German mathematician David Hilbert is known as one of the most influential mathematicians of the nineteenth century. After graduation, David enrolled at the University of Konigsberg, studied mathematics, and was friends with Herman Minkowski, also a German mathematician. During his initial days, David taught mathematics at the University of Konigsberg and Gottingen. Mathematicians like Ernest Zermelo and Hermann Weyl were some of his well-known students. David had supervised the dissertation projects of more than 69 students; some of them later became prominent mathematicians. Wilhelm Ackermann, Otto Blumenthal, Richard Courant and Hugo Steinhaus are some of them. Later Hilbert listed more than 20 unsolved mathematical questions at the international Congress of Mathematicians which was held in Paris during the year 1900. Two years later, he was appointed as the co-editor of ‘Mathematische Annalen’, one of the leading mathematical journals of the time. His other work includes co-authoring ‘Grundlagen der Mathematik’ which is considered to be the follow-up book of ‘Principles of Mathematical Logic', written by Hilbert and Ackermann. His other famous book is ‘The Foundations of Geometry’. We have gathered a few of his quotes and sayings that relate to mathematics, rules, physics, spirit, man, numbers, religion, opinion and much more. .

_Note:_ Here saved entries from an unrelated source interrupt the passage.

use crate::game::scroll::{DEFAULT_SCROLL_SPEED_MS, ScrollDirection, ScrollSettings};
use log::{LevelFilter, info, warn};
use std::collections::HashMap;
use std::path::{Path, PathBuf};
use std::str::FromStr;

pub const CONFIG_PATH: &str = "mania.ini";

// --- Options file ---

/// `[Section]` / `Key=Value` pairs of the options file. Later keys win.
#[derive(Debug, Default)]
pub struct OptionsIni {
    values: HashMap<(String, String), String>,
}

impl OptionsIni {
    pub fn parse(content: &str) -> Self {
        let mut values = HashMap::new();
        let mut section = "";
        for line in content.lines().map(str::trim) {
            if line.is_empty() || line.starts_with([';', '#']) {
                continue;
            }
            if let Some(name) = line.strip_prefix('[').and_then(|l| l.strip_suffix(']')) {
                section = name.trim();
                continue;
            }
            if let Some((key, value)) = line.split_once('=')
                && !key.trim().is_empty()
            {
                values.insert(
                    (section.to_string(), key.trim().to_string()),
                    value.trim().to_string(),
                );
            }
        }
        Self { values }
    }

    pub fn get(&self, section: &str, key: &str) -> Option<&str> {
        self.values
            .get(&(section.to_string(), key.to_string()))
            .map(String::as_str)
    }

    /// Typed read; `None` when absent or unparsable.
    fn value<T: FromStr>(&self, section: &str, key: &str) -> Option<T> {
        self.get(section, key).and_then(|v| v.parse().ok())
    }
}

#[derive(Debug, Clone, Copy, PartialEq, Eq)]
pub enum LogLevel {
    Off,
    Error,
    Warn,
    Info,
    Debug,
    Trace,
}

impl LogLevel {
    const fn as_str(&self) -> &'static str {
        match self {
            Self::Off => "Off",
            Self::Error => "Error",
            Self::Warn => "Warn",
            Self::Info => "Info",
            Self::Debug => "Debug",
            Self::Trace => "Trace",
        }
    }

    pub const fn as_level_filter(&self) -> LevelFilter {
        match self {
            Self::Off => LevelFilter::Off,
            Self::Error => LevelFilter::Error,
            Self::Warn => LevelFilter::Warn,
            Self::Info => LevelFilter::Info,
            Self::Debug => LevelFilter::Debug,
            Self::Trace => LevelFilter::Trace,
        }
    }
}

impl FromStr for LogLevel {
    type Err = ();

    fn from_str(s: &str) -> Result<Self, Self::Err> {
        match s.trim().to_ascii_lowercase().as_str() {
            "off" => Ok(Self::Off),
            "error" => Ok(Self::Error),
            "warn" | "warning" => Ok(Self::Warn),
            "info" => Ok(Self::Info),
            "debug" => Ok(Self::Debug),
            "trace" => Ok(Self::Trace),
            _ => Err(()),
        }
    }
}

#[derive(Debug, Clone, PartialEq)]
pub struct Config {
    pub log_level: LogLevel,
    pub scroll_speed_ms: f64,
    pub scroll_direction: ScrollDirection,
    /// Key-count variant to load when the beatmap does not say.
    pub key_count: usize,
    pub screen_width: u32,
    pub screen_height: u32,
    /// 0 = run frames back to back.
    pub target_fps: u32,
    /// Drawn note height in pixels; 0 = derive from the note texture.
    pub note_height: f32,
    pub skin_dir: PathBuf,
    pub beatmap: Option<PathBuf>,
    /// Write the resolved descriptor tree as JSON next to the config.
    pub dump_skin: bool,
}

impl Default for Config {
    fn default() -> Self {
        Self {
            log_level: LogLevel::Warn,
            scroll_speed_ms: DEFAULT_SCROLL_SPEED_MS,
            scroll_direction: ScrollDirection::Down,
            key_count: 4,
            screen_width: 1024,
            screen_height: 768,
            target_fps: 60,
            note_height: 0.0,
            skin_dir: PathBuf::from("skin"),
            beatmap: None,
            dump_skin: false,
        }
    }
}

impl Config {
    pub fn scroll_settings(&self) -> ScrollSettings {
        ScrollSettings::new(self.scroll_direction, self.scroll_speed_ms)
    }

    pub fn screen_size(&self) -> [f32; 2] {
        [self.screen_width as f32, self.screen_height as f32]
    }

    /// Builds a config from the options file, using defaults for any
    /// missing or malformed keys.
    pub fn from_ini(conf: &OptionsIni) -> Self {
        let default = Self::default();
        Self {
            log_level: conf.value("Options", "LogLevel").unwrap_or(default.log_level),
            scroll_speed_ms: conf
                .value::<f64>("Options", "ScrollSpeedMs")
                .filter(|v| v.is_finite() && *v > 0.0)
                .unwrap_or(default.scroll_speed_ms),
            scroll_direction: conf
                .value("Options", "ScrollDirection")
                .unwrap_or(default.scroll_direction),
            key_count: conf.value("Options", "KeyCount").unwrap_or(default.key_count),
            screen_width: conf
                .value::<u32>("Options", "ScreenWidth")
                .filter(|v| *v > 0)
                .unwrap_or(default.screen_width),
            screen_height: conf
                .value::<u32>("Options", "ScreenHeight")
                .filter(|v| *v > 0)
                .unwrap_or(default.screen_height),
            target_fps: conf.value("Options", "TargetFps").unwrap_or(default.target_fps),
            note_height: conf
                .value::<f32>("Options", "NoteHeight")
                .filter(|v| v.is_finite() && *v >= 0.0)
                .unwrap_or(default.note_height),
            skin_dir: conf
                .get("Paths", "SkinDir")
                .filter(|v| !v.is_empty())
                .map_or(default.skin_dir, PathBuf::from),
            beatmap: conf
                .get("Paths", "Beatmap")
                .filter(|v| !v.is_empty())
                .map(PathBuf::from),
            dump_skin: conf
                .value::<u8>("Options", "DumpSkin")
                .map_or(default.dump_skin, |v| v != 0),
        }
    }
}

// --- File I/O ---

fn default_config_text() -> String {
    let default = Config::default();
    let mut content = String::new();
    content.push_str("[Options]\n");
    content.push_str(&format!("LogLevel={}\n", default.log_level.as_str()));
    content.push_str(&format!("ScrollSpeedMs={}\n", default.scroll_speed_ms));
    content.push_str(&format!("ScrollDirection={}\n", default.scroll_direction.as_str()));
    content.push_str(&format!("KeyCount={}\n", default.key_count));
    content.push_str(&format!("ScreenWidth={}\n", default.screen_width));
    content.push_str(&format!("ScreenHeight={}\n", default.screen_height));
    content.push_str(&format!("TargetFps={}\n", default.target_fps));
    content.push_str(&format!("NoteHeight={}\n", default.note_height));
    content.push_str(&format!("DumpSkin={}\n", u8::from(default.dump_skin)));
    content.push('\n');
    content.push_str("[Paths]\n");
    content.push_str(&format!("SkinDir={}\n", default.skin_dir.display()));
    content.push_str("Beatmap=\n");
    content
}

fn create_default_config_file(path: &Path) -> Result<(), std::io::Error> {
    info!("'{}' not found, creating with default values.", path.display());
    std::fs::write(path, default_config_text())
}

/// Loads the config at `path`, writing a default file first if none exists.
/// Never fails: unreadable files fall back to defaults with a warning.
pub fn load<P: AsRef<Path>>(path: P) -> Config {
    let path = path.as_ref();
    if !path.exists()
        && let Err(e) = create_default_config_file(path)
    {
        warn!("Failed to create default config file: {e}");
    }

    match std::fs::read_to_string(path) {
        Ok(content) => {
            let cfg = Config::from_ini(&OptionsIni::parse(&content));
            info!("Configuration loaded from '{}'.", path.display());
            cfg
        }
        Err(e) => {
            warn!("Failed to load '{}': {e}; using defaults.", path.display());
            Config::default()
        }
    }
}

The infinite! No other question has ever moved so profoundly the spirit of man.

We must know. We will know.

Mathematics knows no races or geographic boundaries; for mathematics, the cultural world is one country.

Mathematics is a game played according to certain simple rules with meaningless marks on paper.

Physics is becoming too difficult for the physicists.

He who seeks for methods without having a definite problem in mind seeks in the most part in vain.

Wir mussen wissen. Wir werden wissen. (We must know. We will know.) [Inscribed on his tomb in Gottingen.]

If I were to awaken after having slept for a thousand years, my first question would be: Has the Riemann hypothesis been proven?

No one shall expel us from the paradise which Cantor has created for us. {Expressing the importance of Georg Cantor's set theory in the development of mathematics.}

The further a mathematical theory is developed, the more harmoniously and uniformly does its construction proceed, and unsuspected relations are disclosed between hitherto separated branches of the science.

Mathematical science is in my opinion an indivisible whole, an organism whose vitality is conditioned upon the connection of its parts.

A mathematical theory is not to be considered complete until you have made it so clear that you can explain it to the first man whom you meet on the street.

Galileo was no idiot. Only an idiot could believe that science requires martyrdom - that may be necessary in religion, but in time a scientific result will establish itself.

One can measure the importance of a scientific work by the number of earlier publications rendered superfluous by it.

If one were to bring ten of the wisest men in the world together and ask them what was the most stupid thing in existence, they would not be able to discover anything so stupid as astrology.

The art of doing mathematics consists in finding that special case which contains all the germs of generality.

How thoroughly it is ingrained in mathematical science that every real advance goes hand in hand with the invention of sharper tools and simpler methods which, at the same time, assist in understanding earlier theories and in casting aside some more complicated developments.